Thousands of additional records are listed in the finding aid for Bambaataa’s archive, which arrived at Cornell University in three container trucks in 2013. The archive, totaling nearly 600 cubic feet, includes not only his music collection (more than 30,000 records as well as cassette tapes and CDs), but papers such as notebooks, lyrics sheets and set lists, flyers, photographs, stage costumes, unique audio and video recordings, books, magazines, and other publications, and materials documenting the activities of the Universal Zulu Nation, the influential world-wide organization Bambaataa founded.

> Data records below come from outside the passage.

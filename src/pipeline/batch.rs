// src/pipeline/batch.rs

//! Record-to-tensor unpacking and batch assembly.
//!
//! The trainer consumes three flat byte buffers per batch: input planes,
//! policy targets and game outcomes. Bit-packed occupancy planes expand to
//! one byte per square here, on the CPU side, so the trainer can view the
//! buffer as a `[batch, 120, 64]` uint8 tensor directly. Policy floats are
//! already in wire order and pass through untouched.

use bytes::Bytes;

use crate::error::{PipelineError, Result};
use crate::format::{v2, v3};

/// Unpacked planes per position: 112 occupancy planes plus 8 scalar planes
/// (castling rights, side to move, rule-50, move count, one all-zero).
pub const INPUT_PLANES: usize = v2::NUM_PLANES + 8; // 120
/// Bytes of unpacked plane data per position.
pub const PLANES_TENSOR_BYTES: usize = INPUT_PLANES * 64; // 7680

/// One training batch: per-field concatenation of `len` positions.
#[derive(Debug, Clone, PartialEq, Eq)]
pub struct Batch {
    /// `len * 7680` bytes, one byte per square per input plane.
    pub planes: Vec<u8>,
    /// `len * 7696` bytes, 1924 little-endian f32 per position.
    pub probs: Vec<u8>,
    /// `len * 4` bytes, one little-endian f32 outcome per position.
    pub outcomes: Vec<u8>,
    pub len: usize,
}

/// Accumulates shuffled records into fixed-size batches.
///
/// Only V2 records are accepted at this stage: the shuffle buffer holds
/// raw bytes, so the version check here is the last line of defense
/// against a V3 record slipping into a training run built for the old
/// policy head.
pub struct Batcher {
    batch_size: usize,
    planes: Vec<u8>,
    probs: Vec<u8>,
    outcomes: Vec<u8>,
    count: usize,
}

impl Batcher {
    #[must_use]
    pub fn new(batch_size: usize) -> Self {
        Self {
            batch_size,
            planes: Vec::with_capacity(batch_size * PLANES_TENSOR_BYTES),
            probs: Vec::with_capacity(batch_size * v2::PROBS_BYTES),
            outcomes: Vec::with_capacity(batch_size * 4),
            count: 0,
        }
    }

    /// Add one raw record; returns a full batch once `batch_size` records
    /// have accumulated. A trailing partial batch is never emitted; it is
    /// simply dropped with the batcher.
    ///
    /// # Errors
    ///
    /// `Version` for a record that is not V2, `Invariant` for an outcome
    /// outside {-1, 0, 1}.
    pub fn push(&mut self, raw: Bytes) -> Result<Option<Batch>> {
        if raw.len() == v3::RECORD_BYTES {
            return Err(PipelineError::version(crate::format::V3_MAGIC));
        }
        let record = v2::Record::parse(raw)?;
        let outcome = record.outcome();
        if !matches!(outcome, -1 | 0 | 1) {
            return Err(PipelineError::invariant(format!(
                "outcome {outcome} not in {{-1, 0, 1}}"
            )));
        }

        unpack_planes(&record, &mut self.planes);
        self.probs.extend_from_slice(record.probs_bytes());
        self.outcomes
            .extend_from_slice(&f32::from(outcome).to_le_bytes());
        self.count += 1;

        if self.count < self.batch_size {
            return Ok(None);
        }
        let batch = Batch {
            planes: std::mem::replace(
                &mut self.planes,
                Vec::with_capacity(self.batch_size * PLANES_TENSOR_BYTES),
            ),
            probs: std::mem::replace(
                &mut self.probs,
                Vec::with_capacity(self.batch_size * v2::PROBS_BYTES),
            ),
            outcomes: std::mem::replace(&mut self.outcomes, Vec::with_capacity(self.batch_size * 4)),
            len: self.count,
        };
        self.count = 0;
        Ok(Some(batch))
    }
}

/// Expand one record's planes to tensor bytes: each bitboard byte becomes
/// eight squares MSB-first, then the eight constant scalar planes.
fn unpack_planes(record: &v2::Record, out: &mut Vec<u8>) {
    for &byte in record.planes_bytes() {
        for bit in (0..8).rev() {
            out.push((byte >> bit) & 1);
        }
    }
    for value in [
        record.us_ooo(),
        record.us_oo(),
        record.them_ooo(),
        record.them_oo(),
        record.side_to_move(),
        record.rule50_count(),
        record.move_count(),
        0,
    ] {
        out.extend(std::iter::repeat(value).take(64));
    }
}

#[cfg(test)]
mod tests {
    use super::*;

    fn sample_record() -> v2::Record {
        v2::tests::sample_fields().pack().unwrap()
    }

    #[test]
    fn test_batch_emitted_at_batch_size() {
        let mut batcher = Batcher::new(2);
        assert!(batcher.push(sample_record().into_bytes()).unwrap().is_none());
        let batch = batcher.push(sample_record().into_bytes()).unwrap().unwrap();
        assert_eq!(batch.len, 2);
        assert_eq!(batch.planes.len(), 2 * PLANES_TENSOR_BYTES);
        assert_eq!(batch.probs.len(), 2 * v2::PROBS_BYTES);
        assert_eq!(batch.outcomes.len(), 2 * 4);
    }

    #[test]
    fn test_partial_batch_not_emitted() {
        let mut batcher = Batcher::new(3);
        assert!(batcher.push(sample_record().into_bytes()).unwrap().is_none());
        assert!(batcher.push(sample_record().into_bytes()).unwrap().is_none());
    }

    #[test]
    fn test_batcher_resets_between_batches() {
        let mut batcher = Batcher::new(1);
        for _ in 0..3 {
            let batch = batcher.push(sample_record().into_bytes()).unwrap().unwrap();
            assert_eq!(batch.len, 1);
            assert_eq!(batch.planes.len(), PLANES_TENSOR_BYTES);
        }
    }

    #[test]
    fn test_plane_bits_unpack_msb_first() {
        let mut fields = v2::tests::sample_fields();
        fields.planes = vec![0; v2::NUM_PLANES];
        // a8..h8 from the top byte of a big-endian bitboard
        fields.planes[0] = 0x8100_0000_0000_0000;
        let mut batcher = Batcher::new(1);
        let batch = batcher
            .push(fields.pack().unwrap().into_bytes())
            .unwrap()
            .unwrap();

        let first_plane = &batch.planes[..64];
        assert_eq!(first_plane[0], 1);
        assert_eq!(first_plane[7], 1);
        assert_eq!(first_plane[1..7], [0; 6]);
        assert_eq!(first_plane[8..], [0; 56]);
    }

    #[test]
    fn test_scalar_planes_are_constant() {
        let fields = v2::tests::sample_fields();
        let mut batcher = Batcher::new(1);
        let batch = batcher
            .push(fields.pack().unwrap().into_bytes())
            .unwrap()
            .unwrap();

        let scalars = &batch.planes[v2::NUM_PLANES * 64..];
        assert_eq!(scalars.len(), 8 * 64);
        let expected = [
            fields.us_ooo,
            fields.us_oo,
            fields.them_ooo,
            fields.them_oo,
            fields.side_to_move,
            fields.rule50_count,
            fields.move_count,
            0,
        ];
        for (i, &value) in expected.iter().enumerate() {
            assert!(
                scalars[i * 64..(i + 1) * 64].iter().all(|&b| b == value),
                "scalar plane {i}"
            );
        }
    }

    #[test]
    fn test_outcome_encoded_as_f32() {
        let mut fields = v2::tests::sample_fields();
        fields.outcome = -1;
        let mut batcher = Batcher::new(1);
        let batch = batcher
            .push(fields.pack().unwrap().into_bytes())
            .unwrap()
            .unwrap();
        let outcome = f32::from_le_bytes(batch.outcomes[..4].try_into().unwrap());
        assert!((outcome + 1.0).abs() < f32::EPSILON);
    }

    #[test]
    fn test_probs_pass_through_verbatim() {
        let record = sample_record();
        let mut batcher = Batcher::new(1);
        let batch = batcher.push(record.clone().into_bytes()).unwrap().unwrap();
        assert_eq!(batch.probs, record.probs_bytes());
    }

    #[test]
    fn test_v3_record_is_version_error() {
        let mut raw = vec![0u8; v3::RECORD_BYTES];
        raw[..4].copy_from_slice(&crate::format::V3_MAGIC.to_le_bytes());
        let mut batcher = Batcher::new(1);
        let err = batcher.push(raw.into()).unwrap_err();
        assert!(matches!(err, PipelineError::Version { .. }));
    }

    #[test]
    fn test_bad_outcome_is_invariant_error() {
        let mut raw = sample_record().into_bytes().to_vec();
        raw[v2::SCALARS_OFFSET + 7] = 7;
        let mut batcher = Batcher::new(1);
        let err = batcher.push(raw.into()).unwrap_err();
        assert!(matches!(err, PipelineError::Invariant { .. }));
    }
}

Bambaataa’s archive is part of the Cornell Hip Hop Collection. It opened for public research in October of 2019, upon the completion of cataloging, preservation, and descriptive work supported by a grant from the National Endowment for the Humanities (NEH) to Cornell University Library’s Division of Rare and Manuscript Collections. Questions or comments can be sent to hiphopcollection@cornell.edu.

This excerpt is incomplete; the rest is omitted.